Image Based Text Recognition
Image Based Text Recognition (IBTR) is a new feature introduced in T-Plan Robot Enterprise 3.0 allowing to recognize text and its coordinates on the screen based on a collection of presaved characters. The IBTR functionality consists of three components:
- The "text" comparison method which is described in the Scripting Language Specification.
- Character image collections,
- Character Capture wizard.
This feature is not parameter compatible with the Image Based Text Recognition plugin provided as an add-on for the 2.x releases. To convert the plugin based script code replace the tolerance parameter with the passrate one where
passrate = 100 * (1 - tolerance/85)
An approximate table of the sample tolerance values converted to pass rates:
2. Character Image Collections
A Character Image Collection is a directory with character images which meets these conventions:
- The collection directory contains just folders named 'uNNNN' (a "character folder") where 'NNNN' is the four digit upper case hexadecimal UTF-8 character code. For example, the 'M' character must be represented by a folder called 'u004D' because its UTF-8 code is 77 (0x4D).
- Each character folder contains one or more character images in a Java supported lossless format (PNG is preferred, BMP is also supported but tends to be large). The image file names are not relevant but the file extensions must be correct with regard to the image format. For example, a PNG image must be stored in a file with the ".png" extension.

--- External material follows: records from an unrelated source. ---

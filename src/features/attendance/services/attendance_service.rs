use std::sync::Arc;

use chrono::{NaiveDate, NaiveTime};
use serde::Serialize;
use tracing::{debug, info};
use utoipa::ToSchema;

use crate::core::error::{AppError, Result};
use crate::features::attendance::models::{AttendanceEntry, CheckInOutcome, CheckOutOutcome};
use crate::features::attendance::repositories::AttendanceRepository;
use crate::shared::validation::EMPLOYEE_NAME_REGEX;

/// Attendance sheet of one day
#[derive(Debug, Serialize, ToSchema)]
pub struct DailyAttendance {
    pub date: NaiveDate,
    pub present_count: usize,
    pub missing_checkouts: usize,
    pub records: Vec<AttendanceEntry>,
}

pub struct AttendanceService {
    repository: Arc<dyn AttendanceRepository>,
}

fn employee_name(raw: &str) -> Result<String> {
    let name = raw.trim();
    if name.is_empty() {
        return Err(AppError::Validation("Employee name is required".to_string()));
    }
    if !EMPLOYEE_NAME_REGEX.is_match(name) {
        return Err(AppError::Validation(format!(
            "Invalid employee name '{}'",
            name
        )));
    }
    Ok(name.to_string())
}

fn minutes(at: NaiveTime) -> String {
    at.format("%H:%M").to_string()
}

impl AttendanceService {
    pub fn new(repository: Arc<dyn AttendanceRepository>) -> Self {
        Self { repository }
    }

    pub async fn check_in(
        &self,
        company_id: i64,
        employee: &str,
        date: NaiveDate,
        at: NaiveTime,
    ) -> Result<CheckInOutcome> {
        let name = employee_name(employee)?;

        if let Some(existing) = self.repository.find(company_id, &name, date).await? {
            debug!(
                "Already checked in: company={}, employee={}, date={}",
                company_id, name, date
            );
            return Ok(CheckInOutcome::AlreadyCheckedIn {
                checkin_time: Some(existing.checkin_time),
            });
        }

        match self
            .repository
            .insert(company_id, &name, date, &minutes(at))
            .await
        {
            Ok(record) => {
                info!(
                    "Check-in: company={}, employee={}, date={}, time={}",
                    company_id, name, date, record.checkin_time
                );
                Ok(CheckInOutcome::CheckedIn {
                    checkin_time: record.checkin_time,
                })
            }
            // A second request for the same employee landed first
            Err(e) if e.is_conflict() => {
                let existing = self.repository.find(company_id, &name, date).await?;
                Ok(CheckInOutcome::AlreadyCheckedIn {
                    checkin_time: existing.map(|r| r.checkin_time),
                })
            }
            Err(e) => Err(e),
        }
    }

    pub async fn check_out(
        &self,
        company_id: i64,
        employee: &str,
        date: NaiveDate,
        at: NaiveTime,
    ) -> Result<CheckOutOutcome> {
        let name = employee_name(employee)?;

        match self
            .repository
            .close(company_id, &name, date, &minutes(at))
            .await?
        {
            Some(record) => {
                let checkout_time = record.checkout_time.unwrap_or_else(|| minutes(at));
                info!(
                    "Check-out: company={}, employee={}, date={}, time={}",
                    company_id, name, date, checkout_time
                );
                Ok(CheckOutOutcome::CheckedOut { checkout_time })
            }
            None => {
                debug!(
                    "Nothing to close: company={}, employee={}, date={}",
                    company_id, name, date
                );
                Ok(CheckOutOutcome::NothingToClose)
            }
        }
    }

    pub async fn list_for_date(&self, date: NaiveDate) -> Result<DailyAttendance> {
        let records = self.repository.list_for_date(date).await?;
        Ok(DailyAttendance {
            date,
            present_count: records.len(),
            missing_checkouts: records.iter().filter(|r| r.checkout_time.is_none()).count(),
            records,
        })
    }
}

#[cfg(test)]
mod tests {
    use super::*;
    use crate::features::attendance::repositories::MemoryAttendanceRepository;
    use tokio_test::{assert_err, assert_ok};

    fn d(s: &str) -> NaiveDate {
        NaiveDate::parse_from_str(s, "%Y-%m-%d").unwrap()
    }

    fn t(h: u32, m: u32) -> NaiveTime {
        NaiveTime::from_hms_opt(h, m, 42).unwrap()
    }

    fn service() -> (Arc<MemoryAttendanceRepository>, AttendanceService) {
        let repo = Arc::new(MemoryAttendanceRepository::new());
        (repo.clone(), AttendanceService::new(repo))
    }

    #[tokio::test]
    async fn test_check_in_twice_keeps_first_time() {
        let (repo, service) = service();
        let date = d("2025-12-03");

        let first = service.check_in(2, " Marie Curie ", date, t(7, 5)).await.unwrap();
        assert_eq!(
            first,
            CheckInOutcome::CheckedIn {
                checkin_time: "07:05".to_string()
            }
        );

        let second = service.check_in(2, "Marie Curie", date, t(9, 30)).await.unwrap();
        assert_eq!(
            second,
            CheckInOutcome::AlreadyCheckedIn {
                checkin_time: Some("07:05".to_string())
            }
        );
        assert_eq!(repo.count(), 1);
    }

    #[tokio::test]
    async fn test_lost_insert_race_reports_stored_time() {
        let (repo, service) = service();
        let date = d("2025-12-03");
        repo.race_next_insert(2, "Paul", date, "06:58");

        let outcome = service.check_in(2, "Paul", date, t(7, 0)).await.unwrap();
        assert_eq!(
            outcome,
            CheckInOutcome::AlreadyCheckedIn {
                checkin_time: Some("06:58".to_string())
            }
        );
        assert_eq!(repo.count(), 1);
    }

    #[tokio::test]
    async fn test_same_name_on_other_lot_or_day_is_separate() {
        let (repo, service) = service();
        assert_ok!(service.check_in(1, "Ali", d("2025-12-03"), t(7, 0)).await);
        assert_ok!(service.check_in(2, "Ali", d("2025-12-03"), t(7, 0)).await);
        assert_ok!(service.check_in(1, "Ali", d("2025-12-04"), t(7, 0)).await);
        assert_eq!(repo.count(), 3);
    }

    #[tokio::test]
    async fn test_check_out_without_check_in_changes_nothing() {
        let (repo, service) = service();
        let outcome = service
            .check_out(3, "Nadia", d("2025-12-03"), t(17, 0))
            .await
            .unwrap();
        assert_eq!(outcome, CheckOutOutcome::NothingToClose);
        assert_eq!(repo.count(), 0);
    }

    #[tokio::test]
    async fn test_check_out_closes_once() {
        let (_repo, service) = service();
        let date = d("2025-12-03");
        service.check_in(3, "Nadia", date, t(7, 0)).await.unwrap();

        let first = service.check_out(3, "Nadia", date, t(16, 45)).await.unwrap();
        assert_eq!(
            first,
            CheckOutOutcome::CheckedOut {
                checkout_time: "16:45".to_string()
            }
        );
        let second = service.check_out(3, "Nadia", date, t(17, 10)).await.unwrap();
        assert_eq!(second, CheckOutOutcome::NothingToClose);

        let day = service.list_for_date(date).await.unwrap();
        assert_eq!(day.records[0].checkout_time.as_deref(), Some("16:45"));
    }

    #[tokio::test]
    async fn test_blank_or_invalid_name_is_rejected() {
        let (repo, service) = service();
        let date = d("2025-12-03");
        assert!(matches!(
            service.check_in(1, "   ", date, t(7, 0)).await,
            Err(AppError::Validation(_))
        ));
        assert_err!(service.check_in(1, "1234", date, t(7, 0)).await);
        assert_err!(service.check_out(1, "", date, t(7, 0)).await);
        assert_eq!(repo.count(), 0);
    }

    #[tokio::test]
    async fn test_daily_sheet_counts() {
        let (_repo, service) = service();
        let date = d("2025-12-03");
        service.check_in(1, "Ali", date, t(6, 50)).await.unwrap();
        service.check_in(4, "Bea", date, t(7, 20)).await.unwrap();
        service.check_in(4, "Chloé", date, t(7, 10)).await.unwrap();
        service.check_in(4, "Dan", d("2025-12-04"), t(7, 0)).await.unwrap();
        service.check_out(4, "Bea", date, t(16, 0)).await.unwrap();

        let day = service.list_for_date(date).await.unwrap();
        assert_eq!(day.present_count, 3);
        assert_eq!(day.missing_checkouts, 2);
        let names: Vec<_> = day.records.iter().map(|r| r.employee_name.as_str()).collect();
        assert_eq!(names, ["Bea", "Chloé", "Ali"]);
    }
}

An example of a character collection containing two variants of the 'a' character and one 'o' character may look like: C:\MyAutomation\charset
- As the internal algorithm derives the height of the text line and the space size from the collection images, do not mix images of characters of different font type and/or size into a single collection. Mixing of character images of different font and background colours is OK as long as the characters are of the same font type and size.
Though Robot supports creation and maintenance of character image collections through the Character Capture Wizard, any such a collection may be created and edited by hand or in third party image editors provided that the conventions are met. This may be useful to exploit some features of the image search algorithm used internally by the IBTR. For example, to create a character collection which would work on any background one may edit the character images in an image editor and make the background transparent or translucent.

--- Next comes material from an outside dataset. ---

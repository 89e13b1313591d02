//! Infrastructure shared by the features: photo storage and realtime change feeds

pub mod realtime;
pub mod storage;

3.2 Character Capture Wizard
The Character Capture Wizard is the front end GUI window allowing to create, view and maintain character image collections. The wizard can be started through the Tools->Character Capture menu item.
The very first wizard screen titled Select Image Collection deals with selection of the character image directory to work with:
The View Collection button is enabled only if the Collection field contains an existing directory. It opens a new window with the collection details consisting of a tree of character images and a UTF-8 char set table showing which characters are covered by the collection. The viewer also allows basic maintenance tasks such as editing or deletion of the character images.
To add new character images to the selected collection click Next to proceed to the Select Text screen. Note that this button is enabled only when Robot is connected to a desktop. If you need to extract characters from a static image stored to a file, use the Login Window to load the image though the Static Image Client.
To extract new characters from the screen perform the following steps:
- Click the Select Text Area button. It will open a new window with a copy of the remote desktop. Then drag your mouse in the image to mark the area containing text. See the recommendations chapter below for text selection tips. Once you are satisfied click either the green tick button next to the selection or the Save & Close button on the tool bar.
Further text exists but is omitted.